Do you ever make assumptions? A long time ago when I was in school in photography, I gave myself an assignment to take photographs at a local daycare center. I wanted to know the kids, so I volunteered for a quarter. The first day I took some snap shots. I felt so sorry for one little girl because the front of her head was shaved and she had a huge incision/scar across her scalp, obviously the marks of major surgery. She was a pitiful looking girl looking very sad and hurting. I continued to visit the pre-school and take photographs. Later in the class I spread out my photographs to organize them, and the first print of the little girl was put next to another photograph taken a week later, almost the exact same spot and exact same standing pose. The difference, however, was striking: in the second picture the girl was smiling and happy and full of life. In the first picture I had assumed the girl was sad and hurting because of her surgery, but as soon as I saw the pictures together, I realized she wasn’t sad at all. In the second picture she was happy and relaxed because she knew me by that time. I never felt sorry for her again, and learned a lesson in making assumptions. She was a normal little girl.
Do you ever make assumptions. What other people are thinking, what they would want. You know what is even more dangerous: making assumptions about God. People assign to God all sorts of motivations and thoughts. A loving God would not _________. If God were good he would not ______________. I had a funeral this week in which the man that died hadn’t been to a funeral himself in 18 years because he’d had a granddaughter die of SIDS. He told his family he felt abandoned and betrayed by God and he never got over it. Assumptions about God. I had a friend in h.s. that honestly believed he could drink and party on Friday nights because all he had to do was ask for forgiveness. Plug the right words into the right slot. Assumptions about God.
We have been talking about the characteristics of God. To know God is to know who God is, what he’s like. When I am with families preparing for funerals, I always ask about the character of the person: what makes them laugh, cry, excited, angry… the same questions need to be asked about God…what makes God laugh, cry, excited, angry….Don’t make assumptions.
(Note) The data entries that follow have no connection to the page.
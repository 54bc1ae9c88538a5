use reelpress_core::job::JobId;

/// The externally executed phase a failure occurred in.
#[derive(Debug, Clone, Copy, PartialEq, Eq)]
pub enum Stage {
    Fetch,
    Transcode,
}

impl std::fmt::Display for Stage {
    fn fmt(&self, f: &mut std::fmt::Formatter<'_>) -> std::fmt::Result {
        let s = match self {
            Self::Fetch => "fetcher",
            Self::Transcode => "transcoder",
        };
        f.write_str(s)
    }
}

/// Errors that terminate a job.
///
/// All variants are fatal to their job only: no retries, no partial
/// recovery, and no effect on other jobs or the service process.
#[derive(Debug, thiserror::Error)]
pub enum PipelineError {
    /// The external process could not be started at all.
    #[error("{stage} process could not be started: {source}")]
    Spawn {
        stage: Stage,
        #[source]
        source: std::io::Error,
    },

    /// The external process ran but exited with a non-zero code.
    #[error("{stage} process failed (exit code {exit_code:?}): {stderr}")]
    Execution {
        stage: Stage,
        exit_code: Option<i32>,
        stderr: String,
    },

    /// The fetch stage reported success but produced no file.
    #[error("no fetched media file found for job {id}")]
    ArtifactMissing { id: JobId },

    #[error("I/O error: {0}")]
    Io(#[from] std::io::Error),
}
The good news is that God speaks. How do you know God, the same way you get to know other people: listen. Read his word. Invite his Holy Spirit. I like what Job says about the place of God’s word in his life: “I have treasured the words of [God’s] mouth more than my necessary food” (23:12). More important than food.
The Bible is unique, coming directly from God: 2 Tim 3:16-17 (NLT) All Scripture is inspired by God and is useful to teach us what is true and to make us realize what is wrong in our lives. It corrects us when we are wrong and teaches us to do what is right. 17 God uses it to prepare and equip his people to do every good work.
How easy to make assumptions about God, yet we need to let him speak for himself. When that man’s granddaughter died of SIDS 18 years ago, he may have felt abandoned by God, it’s understandable, but I believe, God was crying with that man right alongside him. That’s the God I know, the God that allows suffering, but does not like it. The Bible tells us what makes God cry, what makes God laugh, what God is passionate about.
The Bible is inspired, the Bible is consistent, the Bible is alive: Hebrews 4:12: “The word of God is living and active and sharper than any two edged sword…” Reading the Bible will change your life: praying in the Spirit will transform you…The word of God is an authority, it is enduring. I’d like to end with a wonderful verse from Psalm 110:105…
Your word is a lamp to guide my feet
and a light for my path.
You cannot imagine a flashlight as the equivalent, you have to think more in terms of a hurricane lamp. In those days, a lamp to guide a person walking in dark would cast a circle in front of the person. You could see as far as the circle, and step into the light of that circle. Each step only being able to see as far as the next circle, till you get safely to your destination. At the beginning of the journey, you cannot see the end, but by having a light to illuminate the next few feet, the follower of Jesus Christ will make it to the end. We don’t always understand where the Lord is taking us, but as we listen, he will tell us what we need to know when we need to know it. Your word, Lord, is like a lamp to my feet.
Making assumptions about God is dangerous, for all sorts of wild imaginations will overtake us, but the Lord speaks to us, illuminating our way with his words so that we can see just far enough in front of us, that we will arrive safely to the end.